= Task prompt =
Your task is to copy every line of this material exactly.

= Information shown =
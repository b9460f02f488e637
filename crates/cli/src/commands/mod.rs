pub mod access;
pub mod policy;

= Response =
repository b9460f02f488e637
filename crates/cli/src/commands/mod.rs
pub mod access;
pub mod policy;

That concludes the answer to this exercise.